Tuesday, April 29, 2008

I am what I am

I've started going to the Israeli Dance class at Berkeley's Hillel this semester. It's a much more active class than the one we had a stanford; there are a lot of Jews (mostly from LA) who come and a lot of them know a lot of dances. So it's been a really awesome experience to learn all these dances.

Socially, though, it does feel a little awkward. Everything feels a little socially awkward actually. As I was walking home today I realized that yes, making friends has always been hard for me. That doesn't mean I can't or don't do it; I have a lot of friends, and I enjoy meeting people and making friends (this is one example of how just because something is hard doesn't mean that I can't or won't or shouldn't do it). Nonetheless, being in new environments with people who have very different interests and goals from me is hard. It's a new feeling now because I'm not as used to it as I was before.

When I started going to the Israeli Dance class at Stanford, I felt a lot more awkward. I felt ugly and young and immature. People didn't really talk to me (because, as it turns out, making friends and starting conversations is hard for other people, not just for me), and so I felt like there must be something wrong with me. Then, after dancing with these people for nearly a year, that feeling went away. Well now it's back, because I'm in a new crowd. I feel uncomfortable again, although I really don't feel like there's anything wrong with me. It's just unusual, after spending all my days in lab where I feel, on the whole, pretty comfortable. It's good for me to feel uncomfortable like this, though; it reminds me that there's more to social interaction than discussing interesting topics (i.e. science) and it keeps me from getting too full of myself, which I am wont to do at times. For you see, there's still a large part of me, that will probably never go away, that assumes that all those undergrads (or at least the ones that don't smile at me, which is about half of them) hate me and thing I'm disgusting and want me to disappear from their holy Hillel forever.

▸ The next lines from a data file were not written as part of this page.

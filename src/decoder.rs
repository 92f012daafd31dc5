//! Frame decoder.
//!
//! Turns one complete [`Frame`] into a [`DecodedEvent`]. Decoding is total:
//! invalid UTF-8 becomes the [`INVALID_UTF8`] sentinel, unparsable numbers
//! become absent fields, and text that is neither telemetry nor key/value
//! content comes back as [`DecodedEvent::RawText`].
//!
//! Text classification, in order:
//!
//! 1. `T:` prefix (any case, after trimming) with at least three
//!    comma-separated fields: a [`TelemetrySample`]. Fields are read in the
//!    order roll, pitch, yaw, custom1, custom2.
//! 2. One or more `name=value` tokens: a [`KeyValueSet`]. Names are
//!    `[A-Za-z0-9_]+`, whitespace around `=` is allowed, values run to the
//!    next whitespace.
//! 3. Anything else: the line itself.

use std::borrow::Cow;

use base64::Engine;
use base64::engine::general_purpose::STANDARD;
use chrono::{DateTime, Utc};

use crate::types::{BinaryPreview, DecodedEvent, Frame, FrameKind, KeyValueSet, TelemetrySample};

/// Text substituted for a text frame that is not valid UTF-8
pub const INVALID_UTF8: &str = "<invalid-utf8>";

/// Prefix marking a telemetry line
pub const TELEMETRY_PREFIX: &str = "T:";

/// Fewer fields than this and a `T:` line is not treated as telemetry
pub const MIN_TELEMETRY_FIELDS: usize = 3;

/// Bytes shown in the hex preview of a binary frame
pub const HEX_PREVIEW_BYTES: usize = 128;

/// Characters of base64 kept for a binary frame
pub const BASE64_PREVIEW_CHARS: usize = 256;

/// Decode a frame, stamping telemetry with the current wall clock.
pub fn decode(frame: &Frame) -> DecodedEvent {
    decode_at(frame, Utc::now())
}

/// Decode a frame with an explicit capture time.
pub fn decode_at(frame: &Frame, now: DateTime<Utc>) -> DecodedEvent {
    match frame.kind {
        FrameKind::Text => decode_text(&safe_utf8(&frame.payload), now),
        FrameKind::Binary => DecodedEvent::Binary(binary_preview(&frame.payload)),
    }
}

/// Classify an already-decoded text message.
pub fn decode_text(text: &str, now: DateTime<Utc>) -> DecodedEvent {
    if let Some(sample) = parse_telemetry(text, now) {
        return DecodedEvent::Telemetry(sample);
    }

    let pairs = parse_key_values(text);
    if pairs.is_empty() {
        DecodedEvent::RawText(text.to_string())
    } else {
        DecodedEvent::KeyValues { text: text.to_string(), pairs }
    }
}

pub fn safe_utf8(bytes: &[u8]) -> Cow<'_, str> {
    match std::str::from_utf8(bytes) {
        Ok(text) => Cow::Borrowed(text),
        Err(_) => Cow::Borrowed(INVALID_UTF8),
    }
}

/// Parse a `T:` telemetry line.
///
/// Returns `None` when the prefix is missing or fewer than
/// [`MIN_TELEMETRY_FIELDS`] fields are present. Extra fields past the fifth
/// are ignored.
pub fn parse_telemetry(line: &str, now: DateTime<Utc>) -> Option<TelemetrySample> {
    let body = strip_prefix_ignore_case(line.trim(), TELEMETRY_PREFIX)?;
    let parts: Vec<&str> = body.split(',').map(str::trim).collect();
    if parts.len() < MIN_TELEMETRY_FIELDS {
        return None;
    }

    let mut fields = [None; 5];
    for (slot, part) in fields.iter_mut().zip(&parts) {
        *slot = parse_number(part);
    }

    Some(TelemetrySample::from_fields(now, fields, line))
}

/// Locale-independent float parse; non-finite results count as out of range.
fn parse_number(text: &str) -> Option<f64> {
    text.parse::<f64>().ok().filter(|v| v.is_finite())
}

fn strip_prefix_ignore_case<'a>(text: &'a str, prefix: &str) -> Option<&'a str> {
    let head = text.get(..prefix.len())?;
    if head.eq_ignore_ascii_case(prefix) { text.get(prefix.len()..) } else { None }
}

/// Scan `text` for `name=value` tokens.
pub fn parse_key_values(text: &str) -> KeyValueSet {
    let mut set = KeyValueSet::new();
    let mut pos = 0;

    while pos < text.len() {
        match match_pair(text, pos) {
            Some((key, value, end)) => {
                set.insert(key, value);
                pos = end;
            }
            None => pos += 1,
        }
    }

    set
}

fn is_name_byte(b: u8) -> bool {
    b.is_ascii_alphanumeric() || b == b'_'
}

fn skip_whitespace(text: &str, from: usize) -> usize {
    text[from..].find(|c: char| !c.is_whitespace()).map_or(text.len(), |offset| from + offset)
}

/// Try to match one pair starting exactly at `start`.
/// Returns key, value and the byte offset just past the value.
fn match_pair(text: &str, start: usize) -> Option<(&str, &str, usize)> {
    let bytes = text.as_bytes();

    let mut pos = start;
    while pos < bytes.len() && is_name_byte(bytes[pos]) {
        pos += 1;
    }
    if pos == start {
        return None;
    }
    let key = &text[start..pos];

    pos = skip_whitespace(text, pos);
    if bytes.get(pos) != Some(&b'=') {
        return None;
    }
    let value_start = skip_whitespace(text, pos + 1);
    let value_end = text[value_start..]
        .find(char::is_whitespace)
        .map_or(text.len(), |offset| value_start + offset);
    if value_end == value_start {
        return None;
    }

    Some((key, &text[value_start..value_end], value_end))
}

/// Hex and base64 previews of a binary payload.
pub fn binary_preview(payload: &[u8]) -> BinaryPreview {
    let shown = &payload[..payload.len().min(HEX_PREVIEW_BYTES)];
    let mut hex = hex::encode_upper(shown);
    if payload.len() > HEX_PREVIEW_BYTES {
        hex.push_str("...");
    }

    // every 3 input bytes become 4 characters, so this prefix encodes to
    // exactly the first BASE64_PREVIEW_CHARS characters of the full encoding
    let head = &payload[..payload.len().min(BASE64_PREVIEW_CHARS / 4 * 3)];
    let base64 = STANDARD.encode(head);

    BinaryPreview { len: payload.len(), hex, base64 }
}
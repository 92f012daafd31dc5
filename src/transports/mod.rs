//! [`Connector`](crate::transport::Connector) implementations
//!
//! - [`websocket`] talks to real devices over ws/wss
//! - [`simulated`] generates synthetic telemetry
//! - [`replay`] plays back scripted sessions

pub mod replay;
pub mod simulated;
pub mod websocket;

pub use replay::{ReplayConnector, ReplayStats, ScriptStep, SessionScript};
pub use simulated::SimulatedConnector;
pub use websocket::{WebSocketConnector, WebSocketLink};
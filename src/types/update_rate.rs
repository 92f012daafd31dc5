//! Delivery rate for observer streams

use std::time::Duration;

use serde::{Deserialize, Serialize};

/// How often an observer wants telemetry samples delivered
#[derive(Debug, Clone, Copy, PartialEq, Eq, Serialize, Deserialize)]
pub enum UpdateRate {
    /// Every published sample, as fast as the device sends them
    Native,

    /// At most this many samples per second, latest wins.
    /// `Max(0)` is treated as `Native`.
    Max(u32),
}

impl UpdateRate {
    /// Minimum spacing between delivered samples, if any
    pub fn interval(self) -> Option<Duration> {
        match self {
            UpdateRate::Native | UpdateRate::Max(0) => None,
            UpdateRate::Max(hz) => Some(Duration::from_secs_f64(1.0 / f64::from(hz))),
        }
    }
}
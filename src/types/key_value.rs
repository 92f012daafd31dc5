//! Case-insensitive key/value collection decoded from generic text frames

use std::fmt;

/// Keys compare ASCII case-insensitively and keep the spelling of their
/// first occurrence. Inserting an existing key appends `,value` instead of
/// replacing, so every occurrence survives in order.
#[derive(Debug, Clone, Default, PartialEq, Eq)]
pub struct KeyValueSet {
    entries: Vec<(String, String)>,
}

impl KeyValueSet {
    pub fn new() -> Self {
        Self::default()
    }

    pub fn insert(&mut self, key: &str, value: &str) {
        match self.entries.iter_mut().find(|(k, _)| k.eq_ignore_ascii_case(key)) {
            Some((_, existing)) => {
                existing.push(',');
                existing.push_str(value);
            }
            None => self.entries.push((key.to_string(), value.to_string())),
        }
    }

    pub fn get(&self, key: &str) -> Option<&str> {
        self.entries.iter().find(|(k, _)| k.eq_ignore_ascii_case(key)).map(|(_, v)| v.as_str())
    }

    pub fn contains_key(&self, key: &str) -> bool {
        self.get(key).is_some()
    }

    pub fn len(&self) -> usize {
        self.entries.len()
    }

    pub fn is_empty(&self) -> bool {
        self.entries.is_empty()
    }

    /// Pairs in order of first appearance
    pub fn iter(&self) -> impl Iterator<Item = (&str, &str)> {
        self.entries.iter().map(|(k, v)| (k.as_str(), v.as_str()))
    }
}

impl<'a> FromIterator<(&'a str, &'a str)> for KeyValueSet {
    fn from_iter<I: IntoIterator<Item = (&'a str, &'a str)>>(iter: I) -> Self {
        let mut set = Self::new();
        for (k, v) in iter {
            set.insert(k, v);
        }
        set
    }
}

impl fmt::Display for KeyValueSet {
    fn fmt(&self, f: &mut fmt::Formatter<'_>) -> fmt::Result {
        let mut first = true;
        for (k, v) in self.iter() {
            if !first {
                f.write_str(" ")?;
            }
            write!(f, "{k}={v}")?;
            first = false;
        }
        Ok(())
    }
}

I'm particularly reflective about this today because I saw my piano teacher's daughter, Paula, who goes to the Israeli Dance class after mine. After chatting with her and some other people I ended up borrowing a book called "Dancing with Cancer" by Loui Tucker, a dance teacher from San Jose who had breast cancer. The book is a compilation of the emails she sent out to her family and friends during the course of her therapy. It's written very well and very honestly; a part of me was bothered by her confidence in herself and in her network of friends and in the love her friends and everyone around her has for her. I think I was bothered because I'd like to have that kind of confidence in myself and my life, and I don't, at least not now.

I'm so lucky to have the family and friends that I do--and I know that--but knowing and feeling are two different things.